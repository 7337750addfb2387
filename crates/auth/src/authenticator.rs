//! Bearer token authentication.

use std::sync::Arc;

use chrono::{DateTime, Utc};
use jsonwebtoken::{Algorithm, DecodingKey, Validation, errors::ErrorKind};
use tracing::debug;

use walletd_core::{OwnerId, WalletError};

use crate::claims::{OwnerClaims, TokenValidationError, validate_claims};

/// Resolves a raw bearer token to the owner it was issued for.
///
/// Every failure surfaces to callers as [`WalletError::Unauthenticated`]; the
/// precise reason only goes to the logs.
#[async_trait::async_trait]
pub trait Authenticator: Send + Sync {
    async fn authenticate(&self, token: &str, now: DateTime<Utc>) -> Result<OwnerId, WalletError>;
}

#[async_trait::async_trait]
impl<A> Authenticator for Arc<A>
where
    A: Authenticator + ?Sized,
{
    async fn authenticate(&self, token: &str, now: DateTime<Utc>) -> Result<OwnerId, WalletError> {
        (**self).authenticate(token, now).await
    }
}

/// HMAC-SHA256 signed JWTs carrying [`OwnerClaims`].
pub struct Hs256Authenticator {
    key: DecodingKey,
    validation: Validation,
}

impl Hs256Authenticator {
    pub fn new(secret: impl AsRef<[u8]>) -> Self {
        let mut validation = Validation::new(Algorithm::HS256);
        // Time windows are checked by `validate_claims` on the chrono fields.
        validation.validate_exp = false;
        validation.validate_aud = false;
        validation.required_spec_claims.clear();

        Self {
            key: DecodingKey::from_secret(secret.as_ref()),
            validation,
        }
    }

    /// Verify the signature and the claim window.
    pub fn verify(&self, token: &str, now: DateTime<Utc>) -> Result<OwnerClaims, TokenValidationError> {
        let data = jsonwebtoken::decode::<OwnerClaims>(token, &self.key, &self.validation)
            .map_err(|e| match e.kind() {
                ErrorKind::InvalidSignature => TokenValidationError::BadSignature,
                _ => TokenValidationError::Malformed(e.to_string()),
            })?;
        validate_claims(&data.claims, now)?;
        Ok(data.claims)
    }
}

impl core::fmt::Debug for Hs256Authenticator {
    fn fmt(&self, f: &mut core::fmt::Formatter<'_>) -> core::fmt::Result {
        f.debug_struct("Hs256Authenticator").finish_non_exhaustive()
    }
}

#[async_trait::async_trait]
impl Authenticator for Hs256Authenticator {
    async fn authenticate(&self, token: &str, now: DateTime<Utc>) -> Result<OwnerId, WalletError> {
        match self.verify(token, now) {
            Ok(claims) => Ok(claims.sub),
            Err(reason) => {
                debug!(%reason, "bearer token rejected");
                Err(WalletError::Unauthenticated)
            }
        }
    }
}

#[cfg(test)]
mod tests {
    use super::*;
    use chrono::TimeDelta;
    use jsonwebtoken::{EncodingKey, Header};

    fn mint(secret: &str, sub: &str, issued_at: DateTime<Utc>, ttl: TimeDelta) -> String {
        let claims = OwnerClaims {
            sub: OwnerId::parse(sub).unwrap(),
            issued_at,
            expires_at: issued_at + ttl,
        };
        jsonwebtoken::encode(
            &Header::new(Algorithm::HS256),
            &claims,
            &EncodingKey::from_secret(secret.as_bytes()),
        )
        .unwrap()
    }

    #[tokio::test]
    async fn valid_token_yields_owner() {
        let now = Utc::now();
        let auth = Hs256Authenticator::new("s3cret");
        let token = mint("s3cret", "ea0212d3-abd6-406f-8c67-868e814a2436", now, TimeDelta::minutes(10));

        let owner = auth.authenticate(&token, now).await.unwrap();
        assert_eq!(owner.as_str(), "ea0212d3-abd6-406f-8c67-868e814a2436");
    }

    #[tokio::test]
    async fn wrong_secret_is_unauthenticated() {
        let now = Utc::now();
        let auth = Hs256Authenticator::new("s3cret");
        let token = mint("other", "owner-1", now, TimeDelta::minutes(10));

        assert_eq!(auth.verify(&token, now).unwrap_err(), TokenValidationError::BadSignature);
        assert_eq!(auth.authenticate(&token, now).await.unwrap_err(), WalletError::Unauthenticated);
    }

    #[tokio::test]
    async fn expired_and_garbage_tokens_are_rejected() {
        let now = Utc::now();
        let auth = Hs256Authenticator::new("s3cret");
        let expired = mint("s3cret", "owner-1", now - TimeDelta::hours(1), TimeDelta::minutes(10));

        assert_eq!(auth.verify(&expired, now).unwrap_err(), TokenValidationError::Expired);
        assert!(matches!(
            auth.verify("not-a-jwt", now),
            Err(TokenValidationError::Malformed(_))
        ));
    }
}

What you should do:
Write out the whole listing above once more, exactly.

Answer space:
repository 7337750addfb2387
filename crates/auth/src/authenticator.rs
//! Bearer token authentication.

use std::sync::Arc;

use chrono::{DateTime, Utc};
use jsonwebtoken::{Algorithm, DecodingKey, Validation, errors::ErrorKind};
use tracing::debug;

use walletd_core::{OwnerId, WalletError};

use crate::claims::{OwnerClaims, TokenValidationError, validate_claims};

/// Resolves a raw bearer token to the owner it was issued for.
///
/// Every failure surfaces to callers as [`WalletError::Unauthenticated`]; the
/// precise reason only goes to the logs.
#[async_trait::async_trait]
pub trait Authenticator: Send + Sync {
    async fn authenticate(&self, token: &str, now: DateTime<Utc>) -> Result<OwnerId, WalletError>;
}

#[async_trait::async_trait]
impl<A> Authenticator for Arc<A>
where
    A: Authenticator + ?Sized,
{
    async fn authenticate(&self, token: &str, now: DateTime<Utc>) -> Result<OwnerId, WalletError> {
        (**self).authenticate(token, now).await
    }
}

/// HMAC-SHA256 signed JWTs carrying [`OwnerClaims`].
pub struct Hs256Authenticator {
    key: DecodingKey,
    validation: Validation,
}

impl Hs256Authenticator {
    pub fn new(secret: impl AsRef<[u8]>) -> Self {
        let mut validation = Validation::new(Algorithm::HS256);
        // Time windows are checked by `validate_claims` on the chrono fields.
        validation.validate_exp = false;
        validation.validate_aud = false;
        validation.required_spec_claims.clear();

        Self {
            key: DecodingKey::from_secret(secret.as_ref()),
            validation,
        }
    }

    /// Verify the signature and the claim window.
    pub fn verify(&self, token: &str, now: DateTime<Utc>) -> Result<OwnerClaims, TokenValidationError> {
        let data = jsonwebtoken::decode::<OwnerClaims>(token, &self.key, &self.validation)
            .map_err(|e| match e.kind() {
                ErrorKind::InvalidSignature => TokenValidationError::BadSignature,
                _ => TokenValidationError::Malformed(e.to_string()),
            })?;
        validate_claims(&data.claims, now)?;
        Ok(data.claims)
    }
}

impl core::fmt::Debug for Hs256Authenticator {
    fn fmt(&self, f: &mut core::fmt::Formatter<'_>) -> core::fmt::Result {
        f.debug_struct("Hs256Authenticator").finish_non_exhaustive()
    }
}

#[async_trait::async_trait]
impl Authenticator for Hs256Authenticator {
    async fn authenticate(&self, token: &str, now: DateTime<Utc>) -> Result<OwnerId, WalletError> {
        match self.verify(token, now) {
            Ok(claims) => Ok(claims.sub),
            Err(reason) => {
                debug!(%reason, "bearer token rejected");
                Err(WalletError::Unauthenticated)
            }
        }
    }
}

#[cfg(test)]
mod tests {
    use super::*;
    use chrono::TimeDelta;
    use jsonwebtoken::{EncodingKey, Header};

    fn mint(secret: &str, sub: &str, issued_at: DateTime<Utc>, ttl: TimeDelta) -> String {
        let claims = OwnerClaims {
            sub: OwnerId::parse(sub).unwrap(),
            issued_at,
            expires_at: issued_at + ttl,
        };
        jsonwebtoken::encode(
            &Header::new(Algorithm::HS256),
            &claims,
            &EncodingKey::from_secret(secret.as_bytes()),
        )
        .unwrap()
    }

    #[tokio::test]
    async fn valid_token_yields_owner() {
        let now = Utc::now();
        let auth = Hs256Authenticator::new("s3cret");
        let token = mint("s3cret", "ea0212d3-abd6-406f-8c67-868e814a2436", now, TimeDelta::minutes(10));

        let owner = auth.authenticate(&token, now).await.unwrap();
        assert_eq!(owner.as_str(), "ea0212d3-abd6-406f-8c67-868e814a2436");
    }

    #[tokio::test]
    async fn wrong_secret_is_unauthenticated() {
        let now = Utc::now();
        let auth = Hs256Authenticator::new("s3cret");
        let token = mint("other", "owner-1", now, TimeDelta::minutes(10));

        assert_eq!(auth.verify(&token, now).unwrap_err(), TokenValidationError::BadSignature);
        assert_eq!(auth.authenticate(&token, now).await.unwrap_err(), WalletError::Unauthenticated);
    }

    #[tokio::test]
    async fn expired_and_garbage_tokens_are_rejected() {
        let now = Utc::now();
        let auth = Hs256Authenticator::new("s3cret");
        let expired = mint("s3cret", "owner-1", now - TimeDelta::hours(1), TimeDelta::minutes(10));

        assert_eq!(auth.verify(&expired, now).unwrap_err(), TokenValidationError::Expired);
        assert!(matches!(
            auth.verify("not-a-jwt", now),
            Err(TokenValidationError::Malformed(_))
        ));
    }
}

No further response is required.